//! Capture times known only up to an interval, and the distance between two of them.

use chrono::{NaiveDate, NaiveDateTime, NaiveTime};

/// Inclusive `[min, max]` window a capture time is known to lie in.
/// Exact timestamps have `min == max`; date-only timestamps span the whole day.
#[derive(Clone, Copy, Debug, PartialEq, Eq)]
pub struct TimeRange {
    pub min: NaiveDateTime,
    pub max: NaiveDateTime,
}

/// Smallest and largest number of seconds that can separate two [`TimeRange`]s.
#[derive(Clone, Copy, Debug, PartialEq, Eq, PartialOrd, Ord)]
pub struct TemporalDistance {
    pub min_secs: i64,
    pub max_secs: i64,
}

impl TimeRange {
    pub fn exact(at: NaiveDateTime) -> Self {
        Self { min: at, max: at }
    }

    /// `00:00:00..=23:59:59` of `date`.
    pub fn whole_day(date: NaiveDate) -> Self {
        let end = NaiveTime::from_hms_opt(23, 59, 59).unwrap_or(NaiveTime::MIN);
        Self {
            min: date.and_time(NaiveTime::MIN),
            max: date.and_time(end),
        }
    }

    /// Normalizes reversed bounds.
    pub fn new(a: NaiveDateTime, b: NaiveDateTime) -> Self {
        Self {
            min: a.min(b),
            max: a.max(b),
        }
    }

    pub fn is_exact(&self) -> bool {
        self.min == self.max
    }

    pub fn overlaps(&self, other: &TimeRange) -> bool {
        self.min <= other.max && other.min <= self.max
    }

    /// Worst case is the far ends of the two windows; best case is zero when they overlap,
    /// otherwise the gap between the nearer ends.
    pub fn distance(&self, other: &TimeRange) -> TemporalDistance {
        let max_secs = (self.max - other.min)
            .num_seconds()
            .abs()
            .max((other.max - self.min).num_seconds().abs());
        let min_secs = if self.overlaps(other) {
            0
        } else if self.max < other.min {
            (other.min - self.max).num_seconds()
        } else {
            (self.min - other.max).num_seconds()
        };
        TemporalDistance { min_secs, max_secs }
    }
}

#####

Every record must be transcribed precisely, down to the last character.

//! Capture times known only up to an interval, and the distance between two of them.

use chrono::{NaiveDate, NaiveDateTime, NaiveTime};

/// Inclusive `[min, max]` window a capture time is known to lie in.
/// Exact timestamps have `min == max`; date-only timestamps span the whole day.
#[derive(Clone, Copy, Debug, PartialEq, Eq)]
pub struct TimeRange {
    pub min: NaiveDateTime,
    pub max: NaiveDateTime,
}

/// Smallest and largest number of seconds that can separate two [`TimeRange`]s.
#[derive(Clone, Copy, Debug, PartialEq, Eq, PartialOrd, Ord)]
pub struct TemporalDistance {
    pub min_secs: i64,
    pub max_secs: i64,
}

impl TimeRange {
    pub fn exact(at: NaiveDateTime) -> Self {
        Self { min: at, max: at }
    }

    /// `00:00:00..=23:59:59` of `date`.
    pub fn whole_day(date: NaiveDate) -> Self {
        let end = NaiveTime::from_hms_opt(23, 59, 59).unwrap_or(NaiveTime::MIN);
        Self {
            min: date.and_time(NaiveTime::MIN),
            max: date.and_time(end),
        }
    }

    /// Normalizes reversed bounds.
    pub fn new(a: NaiveDateTime, b: NaiveDateTime) -> Self {
        Self {
            min: a.min(b),
            max: a.max(b),
        }
    }

    pub fn is_exact(&self) -> bool {
        self.min == self.max
    }

    pub fn overlaps(&self, other: &TimeRange) -> bool {
        self.min <= other.max && other.min <= self.max
    }

    /// Worst case is the far ends of the two windows; best case is zero when they overlap,
    /// otherwise the gap between the nearer ends.
    pub fn distance(&self, other: &TimeRange) -> TemporalDistance {
        let max_secs = (self.max - other.min)
            .num_seconds()
            .abs()
            .max((other.max - self.min).num_seconds().abs());
        let min_secs = if self.overlaps(other) {
            0
        } else if self.max < other.min {
            (other.min - self.max).num_seconds()
        } else {
            (self.min - other.max).num_seconds()
        };
        TemporalDistance { min_secs, max_secs }
    }
}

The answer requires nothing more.